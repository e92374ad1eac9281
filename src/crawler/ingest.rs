//! Admission filtering and per-listing ingestion
//!
//! A listing is fetched in full only when the store has never priced it
//! (admission) or when its detail-page price differs from the latest stored
//! observation (the unchanged-price skip). Fetch and parse failures count
//! against the run's missed-listing ceiling rather than killing the run
//! outright.

use crate::crawler::RunContext;
use crate::fetch::{Fetcher, PRICE_ANALYSIS_PATH};
use crate::parse::{PageParser, ParseError};
use crate::storage::{Flat, Store};
use crate::{FlatwatchError, Result};
use chrono::Local;

/// Derives the stable numeric identifier from a listing URL
///
/// The id is the last path segment with any query string stripped:
/// `https://krisha.kz/a/show/682104505?src=search` -> `682104505`.
pub fn listing_id(url: &str) -> Result<i64> {
    url.rsplit('/')
        .next()
        .and_then(|segment| segment.split('?').next())
        .and_then(|id| id.parse().ok())
        .ok_or_else(|| FlatwatchError::BadListingUrl(url.to_string()))
}

/// Admission filter: must this listing be fetched in full?
///
/// True when the store has no price observation for the id. Fails open: a
/// lookup error queues the listing rather than silently dropping it, and a
/// connectivity-class error additionally triggers a reconnect attempt so
/// later lookups and writes get a usable connection.
pub fn should_ingest<S: Store>(store: &mut S, flat_id: i64) -> bool {
    match store.latest_price(flat_id) {
        Ok(price) => price.is_none(),
        Err(e) => {
            tracing::warn!(flat_id, error = %e, "Price lookup failed, queueing listing anyway");
            if e.is_connectivity() {
                if let Err(re) = store.reconnect() {
                    tracing::warn!(error = %re, "Reconnect failed");
                }
            }
            true
        }
    }
}

/// Outcome of ingesting one listing
#[derive(Debug)]
pub enum IngestOutcome {
    /// A record ready for the page batch
    Record(Flat),

    /// The stored price matches the page; nothing to write
    PriceUnchanged,

    /// Fetch or parse failed below the miss ceiling; listing skipped
    Missed,
}

/// Per-listing ingestion workflow
pub struct Ingestor<'a, P> {
    pub fetcher: &'a Fetcher,
    pub parser: &'a P,
    /// Scheme + host used to build the price-analysis URL
    pub base_url: &'a str,
}

impl<'a, P: PageParser> Ingestor<'a, P> {
    pub fn new(fetcher: &'a Fetcher, parser: &'a P, base_url: &'a str) -> Self {
        Self {
            fetcher,
            parser,
            base_url,
        }
    }

    /// Ingests one listing URL
    ///
    /// Fetch and structural-parse failures are converted to
    /// `IngestOutcome::Missed` and charged to the run context; the error
    /// surfaces only as `MaxMissedListings` once the ceiling is passed.
    pub async fn ingest<S: Store>(
        &self,
        store: &mut S,
        ctx: &mut RunContext,
        url: &str,
    ) -> Result<IngestOutcome> {
        match self.try_ingest(store, url).await {
            Ok(outcome) => Ok(outcome),
            Err(e @ FlatwatchError::MaxMissedListings { .. }) => Err(e),
            Err(e) => {
                ctx.record_miss()?;
                tracing::warn!(
                    url,
                    error = %e,
                    missed = ctx.missed,
                    limit = ctx.missed_limit,
                    "Skipping listing"
                );
                Ok(IngestOutcome::Missed)
            }
        }
    }

    async fn try_ingest<S: Store>(&self, store: &mut S, url: &str) -> Result<IngestOutcome> {
        let id = listing_id(url)?;

        // Two independent fetches, both under the retry schedule.
        let analysis_url = format!("{}{}{}", self.base_url, PRICE_ANALYSIS_PATH, id);
        let analysis_doc = self.fetcher.fetch(&analysis_url).await?;
        let detail_doc = self.fetcher.fetch(url).await?;

        let price = self
            .parser
            .listing_price(&detail_doc)
            .ok_or_else(|| ParseError::ElementNotFound("offer__price".to_string()))?;

        // Fail open on lookup errors: a missing comparison point means we
        // ingest rather than drop.
        let stored = match store.latest_price(id) {
            Ok(stored) => stored,
            Err(e) => {
                tracing::warn!(flat_id = id, error = %e, "Price comparison lookup failed");
                None
            }
        };
        if stored == Some(price) {
            tracing::debug!(flat_id = id, price, "Price unchanged");
            return Ok(IngestOutcome::PriceUnchanged);
        }

        let fields = self.parser.listing_fields(&detail_doc)?;
        let market_percent = self.parser.market_percent(&analysis_doc);

        Ok(IngestOutcome::Record(Flat {
            id,
            url: url.to_string(),
            rooms: fields.rooms,
            area: fields.area,
            city: fields.city,
            lat: fields.lat,
            lon: fields.lon,
            description: fields.description,
            photo: fields.photo,
            address: fields.address,
            title: fields.title,
            price,
            market_percent,
            observed_on: Local::now().date_naive(),
        }))
    }
}
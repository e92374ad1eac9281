use serde::Deserialize;

/// Main configuration structure for Flatwatch
#[derive(Debug, Clone, Deserialize)]
pub struct Config {
    pub fetch: FetchConfig,
    pub crawler: CrawlerConfig,
    pub search: SearchConfig,
    pub storage: StorageConfig,
}

/// HTTP fetch behavior configuration
#[derive(Debug, Clone, Deserialize)]
pub struct FetchConfig {
    /// Retry delay schedule in seconds; one request attempt per slot
    #[serde(rename = "retry-delays")]
    pub retry_delays: Vec<u64>,

    /// Per-request timeout in seconds
    pub timeout: u64,

    /// User-agent header sent with every request
    #[serde(rename = "user-agent")]
    pub user_agent: String,
}

/// Crawl loop configuration
#[derive(Debug, Clone, Deserialize)]
pub struct CrawlerConfig {
    /// Number of ads the source renders per search page
    #[serde(rename = "ads-per-page")]
    pub ads_per_page: u32,

    /// Mandatory delay between listing ingestions (milliseconds)
    #[serde(rename = "listing-delay-ms")]
    pub listing_delay_ms: u64,

    /// Missed-listing ceiling; exceeding it aborts the run
    #[serde(rename = "max-missed-listings")]
    pub max_missed_listings: u32,

    /// How many times a failed page is re-attempted before it is abandoned
    #[serde(rename = "page-retry-limit")]
    pub page_retry_limit: u32,

    /// How many times the next-page transition is re-attempted before the
    /// crawl stops early
    #[serde(rename = "next-page-retry-limit")]
    pub next_page_retry_limit: u32,

    /// Fixed delay between page-level retry attempts (milliseconds)
    #[serde(rename = "retry-delay-ms")]
    pub retry_delay_ms: u64,
}

/// Search source configuration
#[derive(Debug, Clone, Deserialize)]
pub struct SearchConfig {
    /// Scheme + host of the source, e.g. "https://krisha.kz"
    #[serde(rename = "base-url")]
    pub base_url: String,

    /// Search path appended to the base URL, with any filter parameters
    pub path: String,
}

impl SearchConfig {
    /// The fully-qualified URL of the first search result page
    pub fn start_url(&self) -> String {
        format!("{}{}", self.base_url, self.path)
    }
}

/// Persistence configuration
#[derive(Debug, Clone, Deserialize)]
pub struct StorageConfig {
    /// Path to the SQLite database file
    #[serde(rename = "database-path")]
    pub database_path: String,

    /// Records per write transaction
    #[serde(rename = "batch-size")]
    pub batch_size: usize,

    /// Attempt ceiling for a batch that keeps hitting write contention
    #[serde(rename = "write-retry-limit")]
    pub write_retry_limit: u32,
}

EXERCISE DIRECTIONS:
Track down every line in the entries that includes the string "Scheme", and copy it.

RESULT OF THE TASK:
    /// Scheme + host used to build the price-analysis URL
    /// Scheme + host of the source, e.g. "https://krisha.kz"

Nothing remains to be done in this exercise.